Southern sandsliders are found throughout the desert plains of Western Australia, the Northern Territory, Western Queensland and New South Wales.

Southern sandsliders are most commonly found within the dune crests. This is mainly due to the suitability of this habitat in that it provides them with optimum temperatures, an adequate supply of food and the vegetation sparseness results in soft sandy areas that can aid in the reduction of energy costs (being able to move easily).

== Ecology and habitat ==
Southern sandsliders are fossorial, nocturnal (night-active), and terrestrial. They have a very narrow preferred body temperature range, ranging between 21–36 °C. They are found within dunes not only for the availability of food but for its thermoregulation. The southern sandslider swims through the loose sand of termite mounds.

They are abundant in sandy deserts with vegetation cover that is sparse on dune crests. This benefits the species allowing for unrestrained burrowing. Dunes provide an optimum temperature for the survival of the skinks as well as providing their food source.

== Reproduction ==
The southern sandsliders breed throughout summer, however the Lerista species tend to breed in winter during the dry season.
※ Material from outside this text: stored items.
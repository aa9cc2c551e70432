use std::sync::Arc;

use axum::{
    body::Body,
    extract::State,
    http::{header::AUTHORIZATION, HeaderMap, Request},
    middleware::Next,
    response::Response,
};

use shared_config::AppConfig;
use shared_models::error::AppError;

use crate::jwt::validate_token;

/// Returns the raw bearer token from the `Authorization` header.
pub fn bearer_token(headers: &HeaderMap) -> Result<&str, AppError> {
    let auth_value = headers
        .get(AUTHORIZATION)
        .ok_or_else(|| AppError::Auth("Missing authorization header".to_string()))?
        .to_str()
        .map_err(|_| AppError::Auth("Invalid authorization header format".to_string()))?;

    auth_value
        .strip_prefix("Bearer ")
        .ok_or_else(|| AppError::Auth("Invalid authorization header format".to_string()))
}

// Validates the bearer token and stores the caller in the request extensions
pub async fn auth_middleware(
    State(config): State<Arc<AppConfig>>,
    mut request: Request<Body>,
    next: Next,
) -> Result<Response, AppError> {
    let token = bearer_token(request.headers())?;

    let user = validate_token(token, &config.supabase_jwt_secret)
        .map_err(AppError::Auth)?;

    request.extensions_mut().insert(user);

    Ok(next.run(request).await)
}

#[cfg(test)]
mod tests {
    use super::*;
    use axum::http::HeaderValue;

    #[test]
    fn reads_bearer_token() {
        let mut headers = HeaderMap::new();
        headers.insert(AUTHORIZATION, HeaderValue::from_static("Bearer abc.def.ghi"));
        assert_eq!(bearer_token(&headers).unwrap(), "abc.def.ghi");
    }

    #[test]
    fn rejects_other_schemes() {
        let mut headers = HeaderMap::new();
        headers.insert(AUTHORIZATION, HeaderValue::from_static("Basic dXNlcjpwYXNz"));
        assert!(matches!(bearer_token(&headers), Err(AppError::Auth(_))));
        assert!(matches!(bearer_token(&HeaderMap::new()), Err(AppError::Auth(_))));
    }
}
They lay shelled eggs within November and February with the clutch size generally being an average of 2. The southern sandsliders sex cannot be determined by an external examination, the only way to determine the sex of the individual is through internal examination.

== Diet ==
Southern sandsiders have diets that consume mostly termites, and this makes up at least 78% of their diet, with the last 22% resulting in invertebrate classes including that of Hemiptera, Neuroptera etc. The southern sandsliders catch their food by foraging below the ground surface

Southern sandsliders forage late at night to the early morning between the surface and just below finding termites and other invertebrates. Not only do they ingest termites and invertebrates, the sandsliders also consume sand. The sand is ingested and is used to aid in the digestion.

Overall, the termites can offer a reliable food source for the southern sandslider. With the increase in rainfall, the southern sandslider benefits from this. The increase in rainfall impacts on the Spinifex species, these species become more abundant with the increase in water availability, spinifex is the diet of termites. With an increase of food availability for the termites, these will cause an increase of termite population. Thus, as the southern sandsliders pray becomes more abundant so will the southern sandslider.

Southern sandsliders are not affected by the seasonal changes but are rain dependent on their food availability, however they will source other species of prey if they need to. They do not need to drink; as they receive water and re-hydrate through the food they eat.

== Predators ==
The Southern sandslider take refuge in dunes to protect themselves from surface-active predators and also the harm of the extreme temperatures within its environment. There are two main predators of the southern sandslider, these are the snake Simoselaps fasciolatus and the skink Eremiascincus fasciolatus.

== Threats ==
There are currently no major threats for the Southern sandslider, their protection status is considered as least concerned wildlife.